//! The ledger node: the host around the escrow engine.
//!
//! Concurrent callers are serialised behind one mutex that guards both the
//! engine and the custody backend, so an operation's ledger mutation and its
//! asset movement commit together or not at all.

use std::path::Path;
use std::sync::{Mutex, MutexGuard};

use remit_custody::{AssetCustody, CustodyError};
use remit_escrow::{EscrowError, ExchangeRate, RemitEngine, TransferRecord, TransferState};
use remit_types::{CountryCode, Identity, PairKey, Tick, TransferId};
use remit_utils::StatsCounter;

use crate::NodeError;

const STAT_NAMES: &[&str] = &["accepted", "rejected", "custody_failures"];

struct Host<C> {
    engine: RemitEngine,
    custody: C,
}

impl<C: AssetCustody> Host<C> {
    /// Apply an engine mutation on `account`, then the matching custody
    /// movement. If the movement fails the engine is put back exactly as it
    /// was before the call, clock included, as if the invocation never
    /// happened.
    fn settle<T>(
        &mut self,
        account: &Identity,
        mutate: impl FnOnce(&mut RemitEngine) -> Result<T, EscrowError>,
        movement: impl FnOnce(&mut C, &T) -> Result<(), CustodyError>,
    ) -> Result<T, NodeError> {
        let checkpoint = self.engine.checkpoint(account);
        let value = mutate(&mut self.engine)?;
        if let Err(e) = movement(&mut self.custody, &value) {
            self.engine.rollback(checkpoint);
            return Err(e.into());
        }
        Ok(value)
    }
}

/// Thread-safe host for one ledger.
pub struct LedgerNode<C> {
    host: Mutex<Host<C>>,
    stats: StatsCounter,
}

impl<C: AssetCustody> LedgerNode<C> {
    /// Start a fresh ledger owned by `owner`.
    pub fn new(owner: Identity, custody: C) -> Self {
        Self::from_engine(RemitEngine::new(owner), custody)
    }

    pub fn from_engine(engine: RemitEngine, custody: C) -> Self {
        tracing::info!(
            owner = %engine.owner(),
            custody = custody.name(),
            tick = %engine.current_tick(),
            "ledger node started"
        );
        Self {
            host: Mutex::new(Host { engine, custody }),
            stats: StatsCounter::new(STAT_NAMES),
        }
    }

    /// Restore the engine from a snapshot file written by
    /// [`save_snapshot`](Self::save_snapshot).
    pub fn restore(path: impl AsRef<Path>, custody: C) -> Result<Self, NodeError> {
        Self::restore_with(path, |_| custody)
    }

    /// Like [`restore`](Self::restore), but builds the custody backend from
    /// the restored engine, e.g. to seed its holdings with the liabilities.
    pub fn restore_with(
        path: impl AsRef<Path>,
        custody: impl FnOnce(&RemitEngine) -> C,
    ) -> Result<Self, NodeError> {
        let bytes = std::fs::read(path.as_ref())?;
        let engine = RemitEngine::load_state(&bytes)?;
        tracing::info!(
            path = %path.as_ref().display(),
            transfers = engine.transfer_count(),
            "ledger restored from snapshot"
        );
        let custody = custody(&engine);
        Ok(Self::from_engine(engine, custody))
    }

    pub fn save_snapshot(&self, path: impl AsRef<Path>) -> Result<(), NodeError> {
        let bytes = self.lock().engine.save_state()?;
        std::fs::write(path.as_ref(), bytes)?;
        tracing::info!(path = %path.as_ref().display(), "ledger snapshot written");
        Ok(())
    }

    fn lock(&self) -> MutexGuard<'_, Host<C>> {
        // A panic mid-operation cannot leave a half-applied mutation behind:
        // every engine operation validates fully before it writes.
        self.host.lock().unwrap_or_else(|poisoned| poisoned.into_inner())
    }

    fn run<T>(
        &self,
        op: &'static str,
        f: impl FnOnce(&mut Host<C>) -> Result<T, NodeError>,
    ) -> Result<T, NodeError> {
        let result = {
            let mut host = self.lock();
            f(&mut host)
        };
        match &result {
            Ok(_) => self.stats.increment("accepted"),
            Err(NodeError::Custody(e)) => {
                self.stats.increment("custody_failures");
                tracing::warn!(op, error = %e, "custody movement failed, operation rolled back");
            }
            Err(e) => {
                self.stats.increment("rejected");
                tracing::debug!(op, error = %e, "operation rejected");
            }
        }
        result
    }

    // ── Balance ledger ──────────────────────────────────────────────────

    pub fn deposit(&self, who: &Identity, amount: u128) -> Result<(), NodeError> {
        self.run("deposit", |host| {
            host.settle(who, |e| e.deposit(who, amount), |c, _| c.collect(who, amount))
        })
    }

    pub fn withdraw(&self, who: &Identity, amount: u128) -> Result<(), NodeError> {
        self.run("withdraw", |host| {
            host.settle(who, |e| e.withdraw(who, amount), |c, _| c.disburse(who, amount))
        })
    }

    // ── Transfers ───────────────────────────────────────────────────────

    pub fn create_transfer(
        &self,
        sender: &Identity,
        recipient: &Identity,
        amount: u128,
        country_from: CountryCode,
        country_to: CountryCode,
        expiry_duration: u64,
    ) -> Result<TransferId, NodeError> {
        self.run("create_transfer", |host| {
            Ok(host.engine.create_transfer(
                sender,
                recipient,
                amount,
                country_from,
                country_to,
                expiry_duration,
            )?)
        })
    }

    pub fn quick_transfer(
        &self,
        sender: &Identity,
        recipient: &Identity,
        amount: u128,
    ) -> Result<TransferId, NodeError> {
        self.run("quick_transfer", |host| {
            Ok(host.engine.quick_transfer(sender, recipient, amount)?)
        })
    }

    pub fn claim_transfer(&self, caller: &Identity, id: TransferId) -> Result<(), NodeError> {
        self.run("claim_transfer", |host| Ok(host.engine.claim_transfer(caller, id)?))
    }

    pub fn cancel_expired_transfer(
        &self,
        caller: &Identity,
        id: TransferId,
    ) -> Result<(), NodeError> {
        self.run("cancel_expired_transfer", |host| {
            Ok(host.engine.cancel_expired_transfer(caller, id)?)
        })
    }

    pub fn batch_claim(
        &self,
        caller: &Identity,
        ids: &[TransferId],
    ) -> Result<Vec<Result<(), EscrowError>>, NodeError> {
        self.run("batch_claim", |host| Ok(host.engine.batch_claim(caller, ids)?))
    }

    // ── Owner controls ──────────────────────────────────────────────────

    pub fn set_exchange_rate(
        &self,
        caller: &Identity,
        pair: PairKey,
        rate: u128,
    ) -> Result<(), NodeError> {
        self.run("set_exchange_rate", |host| {
            Ok(host.engine.set_exchange_rate(caller, pair, rate)?)
        })
    }

    pub fn pause(&self, caller: &Identity) -> Result<(), NodeError> {
        self.run("pause", |host| Ok(host.engine.pause(caller)?))
    }

    pub fn unpause(&self, caller: &Identity) -> Result<(), NodeError> {
        self.run("unpause", |host| Ok(host.engine.unpause(caller)?))
    }

    /// Drain the fee pool and pay it out to the owner.
    pub fn withdraw_fees(&self, caller: &Identity) -> Result<u128, NodeError> {
        self.run("withdraw_fees", |host| {
            host.settle(
                caller,
                |e| e.withdraw_fees(caller),
                |c, &amount| c.disburse(caller, amount),
            )
        })
    }

    // ── Reads ───────────────────────────────────────────────────────────

    pub fn balance_of(&self, who: &Identity) -> u128 {
        self.lock().engine.balance_of(who)
    }

    pub fn get_transfer(&self, id: TransferId) -> Option<TransferRecord> {
        self.lock().engine.get_transfer(id).cloned()
    }

    pub fn check_expired(&self, id: TransferId) -> bool {
        self.lock().engine.check_expired(id)
    }

    pub fn transfer_state(&self, id: TransferId) -> Option<TransferState> {
        self.lock().engine.transfer_state(id)
    }

    pub fn exchange_rate(&self, pair: &PairKey) -> Option<ExchangeRate> {
        self.lock().engine.exchange_rate(pair).copied()
    }

    pub fn fee_pool(&self) -> u128 {
        self.lock().engine.fee_pool()
    }

    pub fn is_paused(&self) -> bool {
        self.lock().engine.is_paused()
    }

    pub fn current_tick(&self) -> Tick {
        self.lock().engine.current_tick()
    }

    /// Run a read against a consistent view of the engine.
    pub fn with_engine<R>(&self, f: impl FnOnce(&RemitEngine) -> R) -> R {
        f(&self.lock().engine)
    }

    /// Run a closure against the custody backend, e.g. to fund a simulated
    /// wallet or inject a failure.
    pub fn with_custody<R>(&self, f: impl FnOnce(&mut C) -> R) -> R {
        f(&mut self.lock().custody)
    }

    /// Check that custody holds exactly what the ledger owes.
    pub fn audit(&self) -> Result<(), NodeError> {
        let host = self.lock();
        let held = host.custody.held();
        let owed = host.engine.liabilities();
        if held != owed {
            tracing::error!(held, owed, "custody and ledger disagree");
            return Err(NodeError::Imbalance { held, owed });
        }
        Ok(())
    }

    /// Counters of accepted, rejected and rolled-back operations.
    pub fn stats(&self) -> &StatsCounter {
        &self.stats
    }
}

#[cfg(test)]
mod tests {
    use super::*;
    use remit_nullables::NullCustody;

    fn id(s: &str) -> Identity {
        Identity::new(s).unwrap()
    }

    fn node() -> LedgerNode<NullCustody> {
        let custody = NullCustody::with_funding([(id("user1"), 1_000_000_000)]);
        LedgerNode::new(id("owner"), custody)
    }

    #[test]
    fn deposit_moves_custody_and_ledger_together() {
        let node = node();
        node.deposit(&id("user1"), 100_000_000).unwrap();
        assert_eq!(node.balance_of(&id("user1")), 100_000_000);
        assert_eq!(node.with_custody(|c| c.wallet_of(&id("user1"))), 900_000_000);
        node.audit().unwrap();
        assert_eq!(node.stats().get("accepted"), 1);
    }

    #[test]
    fn custody_failure_rolls_back_including_clock() {
        let node = node();
        node.with_custody(|c| c.fail_next("rail offline"));
        let err = node.deposit(&id("user1"), 100).unwrap_err();
        assert!(matches!(err, NodeError::Custody(CustodyError::Unavailable(_))));
        assert_eq!(node.balance_of(&id("user1")), 0);
        assert_eq!(node.current_tick(), Tick::ZERO);
        assert_eq!(node.stats().get("custody_failures"), 1);
        assert_eq!(node.stats().total(), 1);
        node.audit().unwrap();
    }

    #[test]
    fn deposit_beyond_external_funds_is_rolled_back() {
        let node = node();
        let err = node.deposit(&id("user2"), 5).unwrap_err();
        assert!(matches!(err, NodeError::Custody(CustodyError::InsufficientFunds { .. })));
        assert_eq!(node.balance_of(&id("user2")), 0);
    }

    #[test]
    fn ledger_rejection_keeps_the_tick() {
        let node = node();
        let err = node.deposit(&id("user1"), 0).unwrap_err();
        assert_eq!(err.as_escrow(), Some(&EscrowError::InvalidAmount));
        assert_eq!(node.current_tick(), Tick::new(1));
        assert_eq!(node.stats().get("rejected"), 1);
    }

    #[test]
    fn withdraw_pays_out_to_wallet() {
        let node = node();
        node.deposit(&id("user1"), 50).unwrap();
        node.withdraw(&id("user1"), 20).unwrap();
        assert_eq!(node.balance_of(&id("user1")), 30);
        assert_eq!(node.with_custody(|c| c.wallet_of(&id("user1"))), 1_000_000_000 - 30);
        node.audit().unwrap();
    }

    #[test]
    fn rollback_leaves_existing_transfers_untouched() {
        let node = node();
        node.deposit(&id("user1"), 500_000_000).unwrap();
        let ids: Vec<_> = (0..20)
            .map(|_| node.quick_transfer(&id("user1"), &id("user2"), 5_000_000).unwrap())
            .collect();
        node.claim_transfer(&id("user2"), ids[0]).unwrap();
        let tick = node.current_tick();
        let balance = node.balance_of(&id("user1"));

        node.with_custody(|c| c.fail_next("rail offline"));
        assert!(node.withdraw(&id("user1"), 1_000).is_err());
        assert_eq!(node.current_tick(), tick);
        assert_eq!(node.balance_of(&id("user1")), balance);
        assert_eq!(node.transfer_state(ids[0]), Some(TransferState::Claimed));
        assert_eq!(node.with_engine(RemitEngine::transfer_count), 20);
        node.audit().unwrap();
    }

    #[test]
    fn failed_fee_payout_keeps_pool() {
        let node = node();
        node.deposit(&id("user1"), 100_000_000).unwrap();
        node.quick_transfer(&id("user1"), &id("user2"), 10_000_000).unwrap();
        let pool = node.fee_pool();
        node.with_custody(|c| c.fail_next("rail offline"));
        assert!(node.withdraw_fees(&id("owner")).is_err());
        assert_eq!(node.fee_pool(), pool);
        assert_eq!(node.withdraw_fees(&id("owner")).unwrap(), pool);
        assert_eq!(node.with_custody(|c| c.wallet_of(&id("owner"))), pool);
        node.audit().unwrap();
    }
}
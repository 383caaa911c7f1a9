//! Remit daemon: entry point for running a ledger node against scripts.

mod script;

use std::io::Write;
use std::path::{Path, PathBuf};
use std::sync::Arc;

use anyhow::Context;
use clap::Parser;
use remit_node::{LedgerNode, NodeConfig};
use remit_nullables::NullCustody;
use remit_types::Identity;
use remit_utils::LogFormat;

#[derive(Parser)]
#[command(name = "remit-daemon", about = "Remit escrow ledger daemon")]
struct Cli {
    /// Path to a TOML configuration file. If provided, file settings
    /// are used as the base; CLI flags and env vars override them.
    #[arg(long, env = "REMIT_CONFIG")]
    config: Option<PathBuf>,

    /// Owner identity for a fresh ledger.
    #[arg(long, env = "REMIT_OWNER")]
    owner: Option<Identity>,

    /// Log level: "trace", "debug", "info", "warn", "error".
    #[arg(long, env = "REMIT_LOG_LEVEL")]
    log_level: Option<String>,

    /// Log format: "human" or "json".
    #[arg(long, env = "REMIT_LOG_FORMAT")]
    log_format: Option<LogFormat>,

    /// Subcommand.
    #[command(subcommand)]
    command: Command,
}

#[derive(clap::Subcommand)]
enum Command {
    /// Replay a JSON operation script and print one result line per step.
    Replay {
        /// Script file: a JSON array of tagged operations.
        #[arg(long)]
        script: PathBuf,

        /// Snapshot file to load before and save after the run.
        #[arg(long, env = "REMIT_SNAPSHOT")]
        snapshot: Option<PathBuf>,
    },
    /// Print the effective configuration as TOML.
    ShowConfig,
}

/// Merge the optional config file with CLI overrides.
fn load_config(cli: &Cli) -> anyhow::Result<NodeConfig> {
    let mut config = match &cli.config {
        Some(path) => NodeConfig::from_toml_file(path)?,
        None => NodeConfig::default(),
    };
    if let Some(owner) = &cli.owner {
        config.owner = Some(owner.clone());
    }
    if let Some(level) = &cli.log_level {
        config.log_level = level.clone();
    }
    if let Some(format) = cli.log_format {
        config.log_format = format;
    }
    if let Command::Replay { snapshot: Some(path), .. } = &cli.command {
        config.snapshot_path = Some(path.clone());
    }
    Ok(config)
}

/// Open the ledger: restore it from the snapshot when one exists, otherwise
/// start a fresh one owned by the configured owner.
///
/// `custody_funding` seeds the external wallets of a fresh ledger only. A
/// restored ledger starts with empty wallets and custody holding exactly
/// what the engine owes, so funds deposited in an earlier run are not
/// handed out twice.
async fn open_node(config: &NodeConfig) -> anyhow::Result<LedgerNode<NullCustody>> {
    match config.snapshot_path.as_deref() {
        Some(path) if tokio::fs::try_exists(path).await? => {
            let node = LedgerNode::restore_with(path, |engine| {
                NullCustody::new().with_held(engine.liabilities())
            })
            .with_context(|| format!("restoring snapshot {}", path.display()))?;
            Ok(node)
        }
        _ => Ok(LedgerNode::new(
            config.require_owner()?.clone(),
            NullCustody::with_funding(config.funding()),
        )),
    }
}

async fn replay(config: &NodeConfig, script_path: &Path) -> anyhow::Result<()> {
    let text = tokio::fs::read_to_string(script_path)
        .await
        .with_context(|| format!("reading script {}", script_path.display()))?;
    let ops = script::parse(&text).context("parsing script")?;
    let node = Arc::new(open_node(config).await?);

    tracing::info!(steps = ops.len(), script = %script_path.display(), "replaying script");
    let worker = Arc::clone(&node);
    let rejected = tokio::task::spawn_blocking(move || {
        let stdout = std::io::stdout();
        let mut out = stdout.lock();
        let rejected = script::replay(&worker, &ops, &mut out)?;
        out.flush()?;
        anyhow::Ok(rejected)
    })
    .await??;

    let stats = node.stats();
    tracing::info!(
        operations = stats.total(),
        rejected,
        outcomes = ?stats.snapshot(),
        tick = %node.current_tick(),
        "replay finished"
    );

    if let Some(path) = &config.snapshot_path {
        node.save_snapshot(path)?;
    }
    Ok(())
}

#[tokio::main]
async fn main() -> anyhow::Result<()> {
    let cli = Cli::parse();
    let config = load_config(&cli)?;
    remit_utils::init_logging(config.log_format, &config.log_level);

    match &cli.command {
        Command::Replay { script, .. } => replay(&config, script).await,
        Command::ShowConfig => {
            print!("{}", config.to_toml_string()?);
            Ok(())
        }
    }
}
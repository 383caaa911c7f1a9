//! Policy and control state: owner, pause flag, fee pool, exchange rates.

use crate::error::EscrowError;
use remit_types::{Identity, PairKey, Tick};
use serde::{Deserialize, Serialize};
use std::collections::BTreeMap;

/// Informational exchange-rate entry. Never applied to transfer amounts.
#[derive(Clone, Copy, Debug, PartialEq, Eq, Serialize, Deserialize)]
pub struct ExchangeRate {
    pub rate: u128,
    pub updated_at: Tick,
}

#[derive(Clone, Debug, Serialize, Deserialize)]
pub struct PolicyState {
    /// Fixed at construction; there is no ownership transfer.
    owner: Identity,
    paused: bool,
    /// Fees collected from created transfers and not yet withdrawn.
    fee_pool: u128,
    exchange_rates: BTreeMap<PairKey, ExchangeRate>,
}

impl PolicyState {
    pub fn new(owner: Identity) -> Self {
        Self {
            owner,
            paused: false,
            fee_pool: 0,
            exchange_rates: BTreeMap::new(),
        }
    }

    pub fn owner(&self) -> &Identity {
        &self.owner
    }

    pub fn is_paused(&self) -> bool {
        self.paused
    }

    pub fn fee_pool(&self) -> u128 {
        self.fee_pool
    }

    pub fn ensure_owner(&self, caller: &Identity) -> Result<(), EscrowError> {
        if caller != &self.owner {
            return Err(EscrowError::NotAuthorized);
        }
        Ok(())
    }

    /// Pause is a blanket authorization gate.
    pub fn ensure_running(&self) -> Result<(), EscrowError> {
        if self.paused {
            return Err(EscrowError::NotAuthorized);
        }
        Ok(())
    }

    pub fn set_paused(&mut self, paused: bool) {
        self.paused = paused;
    }

    pub fn accrue_fee(&mut self, fee: u128) {
        self.fee_pool = self.fee_pool.saturating_add(fee);
    }

    /// Empty the fee pool, returning what it held. Fails on an empty pool.
    pub fn take_fees(&mut self) -> Result<u128, EscrowError> {
        if self.fee_pool == 0 {
            return Err(EscrowError::InvalidAmount);
        }
        Ok(std::mem::take(&mut self.fee_pool))
    }

    pub fn restore_fee_pool(&mut self, amount: u128) {
        self.fee_pool = amount;
    }

    pub fn set_rate(&mut self, pair: PairKey, rate: u128, now: Tick) {
        self.exchange_rates.insert(pair, ExchangeRate { rate, updated_at: now });
    }

    pub fn rate(&self, pair: &PairKey) -> Option<&ExchangeRate> {
        self.exchange_rates.get(pair)
    }
}

#[cfg(test)]
mod tests {
    use super::*;

    fn owner() -> Identity {
        Identity::new("owner").unwrap()
    }

    #[test]
    fn only_owner_passes_gate() {
        let policy = PolicyState::new(owner());
        assert!(policy.ensure_owner(&owner()).is_ok());
        assert_eq!(
            policy.ensure_owner(&Identity::new("mallory").unwrap()),
            Err(EscrowError::NotAuthorized)
        );
    }

    #[test]
    fn take_fees_zeroes_pool() {
        let mut policy = PolicyState::new(owner());
        assert_eq!(policy.take_fees(), Err(EscrowError::InvalidAmount));
        policy.accrue_fee(7);
        policy.accrue_fee(5);
        assert_eq!(policy.take_fees(), Ok(12));
        assert_eq!(policy.fee_pool(), 0);
    }

    #[test]
    fn rate_overwrite_keeps_latest() {
        let mut policy = PolicyState::new(owner());
        let pair = PairKey::new("USD-MXN").unwrap();
        policy.set_rate(pair.clone(), 17, Tick::new(1));
        policy.set_rate(pair.clone(), 18, Tick::new(4));
        assert_eq!(
            policy.rate(&pair),
            Some(&ExchangeRate {
                rate: 18,
                updated_at: Tick::new(4)
            })
        );
    }
}
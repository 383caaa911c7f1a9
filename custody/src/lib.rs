//! Abstract native-asset custody for the Remit ledger.
//!
//! The ledger only moves numbers between internal balances. Whenever value
//! enters or leaves the ledger the host moves the real asset through an
//! [`AssetCustody`] implementation (a chain adapter, a bank rail, or the
//! in-memory double in `remit-nullables`). The rest of the codebase depends
//! only on this trait.

pub mod error;

pub use error::CustodyError;

use remit_types::Identity;

/// Moves native asset between external holders and the ledger's custody.
pub trait AssetCustody: Send {
    /// Pull `amount` from `from` into custody (deposit).
    fn collect(&mut self, from: &Identity, amount: u128) -> Result<(), CustodyError>;

    /// Pay `amount` out of custody to `to` (withdrawal, fee withdrawal).
    fn disburse(&mut self, to: &Identity, amount: u128) -> Result<(), CustodyError>;

    /// Total asset currently held in custody.
    fn held(&self) -> u128;

    /// Short backend name for logs.
    fn name(&self) -> &str;
}
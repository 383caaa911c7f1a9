//! Balance store: identity → internal balance.

use crate::error::EscrowError;
use remit_types::Identity;
use serde::{Deserialize, Serialize};
use std::collections::HashMap;

/// Per-identity balances held in custody.
///
/// A missing entry reads as zero. Entries appear on first credit and are
/// never removed, even when they return to zero.
#[derive(Clone, Debug, Default, Serialize, Deserialize)]
pub struct BalanceLedger {
    balances: HashMap<Identity, u128>,
}

impl BalanceLedger {
    pub fn new() -> Self {
        Self::default()
    }

    pub fn balance_of(&self, who: &Identity) -> u128 {
        self.balances.get(who).copied().unwrap_or(0)
    }

    /// Add `amount` to `who`, creating the entry if needed.
    pub fn credit(&mut self, who: &Identity, amount: u128) {
        let entry = self.balances.entry(who.clone()).or_insert(0);
        *entry = entry.saturating_add(amount);
    }

    /// Remove `amount` from `who`. Leaves the entry untouched on failure.
    pub fn debit(&mut self, who: &Identity, amount: u128) -> Result<(), EscrowError> {
        let available = self.balance_of(who);
        if available < amount {
            return Err(EscrowError::InsufficientBalance {
                needed: amount,
                available,
            });
        }
        if let Some(entry) = self.balances.get_mut(who) {
            *entry = available - amount;
        }
        Ok(())
    }

    /// Sum of every balance.
    pub fn total(&self) -> u128 {
        self.balances
            .values()
            .fold(0u128, |acc, b| acc.saturating_add(*b))
    }

    /// The stored entry for `who`; `None` if it was never credited.
    pub fn entry(&self, who: &Identity) -> Option<u128> {
        self.balances.get(who).copied()
    }

    /// Put `who`'s entry back to a value read earlier with
    /// [`entry`](Self::entry).
    pub fn restore_entry(&mut self, who: &Identity, entry: Option<u128>) {
        match entry {
            Some(balance) => {
                self.balances.insert(who.clone(), balance);
            }
            None => {
                self.balances.remove(who);
            }
        }
    }
}
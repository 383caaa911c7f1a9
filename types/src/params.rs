//! Fixed protocol constants.
//!
//! None of these are governable: the ledger has a single static owner and no
//! parameter-change path.

// ── Fees ─────────────────────────────────────────────────────────────────

/// Transfer fee rate in basis points (50 bps = 0.5%).
pub const BASE_FEE_BPS: u128 = 50;

/// One whole in basis points.
pub const BPS_DENOMINATOR: u128 = 10_000;

/// Floor applied to every transfer fee (raw units).
pub const MIN_FEE: u128 = 1_000_000;

/// Cap applied to every transfer fee (raw units).
pub const MAX_FEE: u128 = 50_000_000;

// ── Transfers ────────────────────────────────────────────────────────────

/// Lifetime, in logical-clock ticks, of a transfer created by `quick_transfer`.
pub const DEFAULT_EXPIRY: u64 = 144;

/// Largest number of ids a single batch claim may carry.
pub const MAX_BATCH_CLAIM: usize = 10;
--
* Task details: Please output only the lines from the first line of the entries through the line with "use std::path::Path;", both included, exactly as written.

* Worked solution:
//! The ledger node: the host around the escrow engine.
//!
//! Concurrent callers are serialised behind one mutex that guards both the
//! engine and the custody backend, so an operation's ledger mutation and its
//! asset movement commit together or not at all.

use std::path::Path;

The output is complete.